Home India Corner ISRO Offers E-Vehicle Cell Technology for ₹1 crore

ISRO Offers E-Vehicle Cell Technology for ₹1 crore


To help give a boost to the Centre government’s e-vehicle green project, the Indian Space Research Organisation (ISRO) has decided to offer the manufacturing and technology industries its indigenously developed lithium-ion cell technology for a cost of ₹1 crore to be used in automobiles. The initiative, it is hoped, will help promote the government’s ‘zero emission policy’.

In an interview with the Times of India, ISRO Chairman K. Sivan said, “ISRO in close coordination with the Nitin Gadkari-led road and transport ministry and Niti Aayog, has been working on the process of technology transfer for the last one year. Now, any genuine Indian company which is qualified, and has the capability to mass-produce lithium-ion cells, will be transferred the technology for ₹1 crore. Being a sophisticated technology, we have to be careful in choosing the industrial house.”

Sivan clarified that, “Foreign companies will not be given the technology and the patent for it will remain with ISRO”. He hopes that the “technology transfer process will be completed in a month”.

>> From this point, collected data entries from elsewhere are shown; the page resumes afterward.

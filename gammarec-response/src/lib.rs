//! gammarec-response: Response-function histograms for Bayesian track
//! sequencing.
//!
//! Provides n-dimensional binned histograms with a line-oriented text
//! format and the nine-file trained response set the Bayesian sequencing
//! strategy consumes.
//!

pub mod error;
pub mod histogram;
pub mod track_response;

pub use error::{Error, Result};
pub use histogram::{Axis, ResponseHistogram};
pub use track_response::{TrackResponse, GOODBAD_SUFFIX};
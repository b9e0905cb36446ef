//! Full-pipeline pair reconstruction with the Kalman strategies.

use std::sync::Arc;

use nalgebra::Vector3;

use gammarec_core::{
    DetectorType, EventType, Hit, LayeredGeometry, RawEvent, RawEventList, VolumeId,
};
use gammarec_tracking::{
    Kalman2DStrategy, Kalman3DStrategy, KalmanConfig, SequencingStrategy, Tracker,
    TrackingConfig,
};

fn config() -> KalmanConfig {
    KalmanConfig::new().with_sigma(0.05)
}

fn tracker(strategy: Box<dyn SequencingStrategy>) -> Tracker {
    let mut geo = LayeredGeometry::new(0.0, 1.0);
    geo.register_volume(VolumeId(1), 0);
    Tracker::new(Arc::new(geo), TrackingConfig::default(), strategy).unwrap()
}

fn hit(x: f64, y: f64, z: f64) -> Hit {
    Hit::new(Vector3::new(x, y, z), 200.0)
        .with_detector(DetectorType::Strip2D)
        .with_volume(VolumeId(1))
}

/// An isolated topmost hit over six doubly occupied layers, so the
/// vertex search succeeds on its own. One branch wiggles in both
/// projections, the other is perfectly straight.
fn conversion_event() -> RawEvent {
    let mut event = RawEvent::new();
    event.add_hit(hit(0.0, 0.0, 0.0));
    let wiggly_x = [-0.25, -0.62, -0.88, -1.24, -1.45, -1.80];
    let wiggly_y = [0.08, 0.22, 0.28, 0.44, 0.50, 0.64];
    let straight_x = [0.30, 0.58, 0.86, 1.14, 1.42, 1.70];
    let straight_y = [-0.10, -0.20, -0.30, -0.40, -0.50, -0.60];
    for i in 0..6 {
        let z = -(1.0 + i as f64);
        event.add_hit(hit(wiggly_x[i], wiggly_y[i], z));
        event.add_hit(hit(straight_x[i], straight_y[i], z));
    }
    event
}

fn assert_reconstructed_pair(list: &RawEventList) {
    let best = list.best_try().unwrap();
    assert_eq!(best.event_type(), EventType::Pair);
    assert!(best.is_good());
    assert!(best.vertex().is_some());
    assert!(best.pair_quality_factor().is_finite());
    assert!(best.pair_quality_factor() >= 0.0);

    let electron = best.electron_track().unwrap();
    let positron = best.positron_track().unwrap();
    assert!(best.track_data(electron).unwrap().children.len() > 2);
    assert!(best.track_data(positron).unwrap().children.len() > 2);
    let down = best.track_data(electron).unwrap().fixed_direction.unwrap();
    assert!(down.z < 0.0);
}

#[test]
fn test_kalman2d_pair_end_to_end() {
    let tracker = tracker(Box::new(Kalman2DStrategy::new(config())));
    let mut list = RawEventList::from_event(conversion_event());
    tracker.analyze(&mut list).unwrap();
    assert_reconstructed_pair(&list);
}

#[test]
fn test_kalman3d_pair_end_to_end() {
    let tracker = tracker(Box::new(Kalman3DStrategy::new(config())));
    let mut list = RawEventList::from_event(conversion_event());
    tracker.analyze(&mut list).unwrap();
    assert_reconstructed_pair(&list);
}

#[test]
fn test_evaluation_preserves_pair_scores() {
    // the chi-square scores assigned during pair tracking must survive
    // a later evaluation pass untouched
    let strategy = Kalman2DStrategy::new(config());
    let tracker = tracker(Box::new(Kalman2DStrategy::new(config())));
    let mut list = RawEventList::from_event(conversion_event());
    tracker.analyze(&mut list).unwrap();

    let event = list.get_mut(0).unwrap();
    assert!(event.vertex().is_some());
    let before = event.pair_quality_factor();
    strategy.evaluate_tracks(&tracker, event).unwrap();
    assert_eq!(event.pair_quality_factor(), before);
}

#[test]
fn test_no_vertex_falls_through_to_compton() {
    let tracker = tracker(Box::new(Kalman2DStrategy::new(config())));
    let mut event = RawEvent::new();
    event.add_hit(hit(0.0, 0.0, 0.0));
    event.add_hit(hit(0.3, 0.1, -1.0));
    event.add_hit(hit(0.2, 0.5, -2.0));
    let mut list = RawEventList::from_event(event);
    tracker.analyze(&mut list).unwrap();

    let best = list.get(0).unwrap();
    assert_eq!(best.event_type(), EventType::Compton);
    assert!(best.is_good());
    assert!(best.track_quality_factor().is_finite());
}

ISRO’s Vikram Sarabhai Space Centre in Thiruvananthapuram, which has developed the lithium-ion cells, will transfer the technology for this project to the successful company, in order to help it establish production facilities that will produce cells of varying size, capacity, energy density, and power density, to cater to the entire spectrum of power storage requirements.

According to the ISRO Chief, “In March, ISRO signed a technology transfer agreement with BHEL for manufacture of 10,000 space-grade cells per year for space applications. These space-grade cells are different from the ones to be used for automobiles. In fact, the automobile cells are cheaper than space-grade cells, which will help bring down the cost of e-vehicles.”

On e-vehicle cells, Sivan said, “ISRO has developed four types of cells—1.5Ah, 5Ah, 50Ah, and 100Ah. Out of the four cells, the agency had allowed Automotive Research Association of India (ARAI) to use 50Ah and 100Ah cells for developing prototypes of an e-scooter and an e-car, respectively. ARAI was satisfied with the performance of these prototypes.”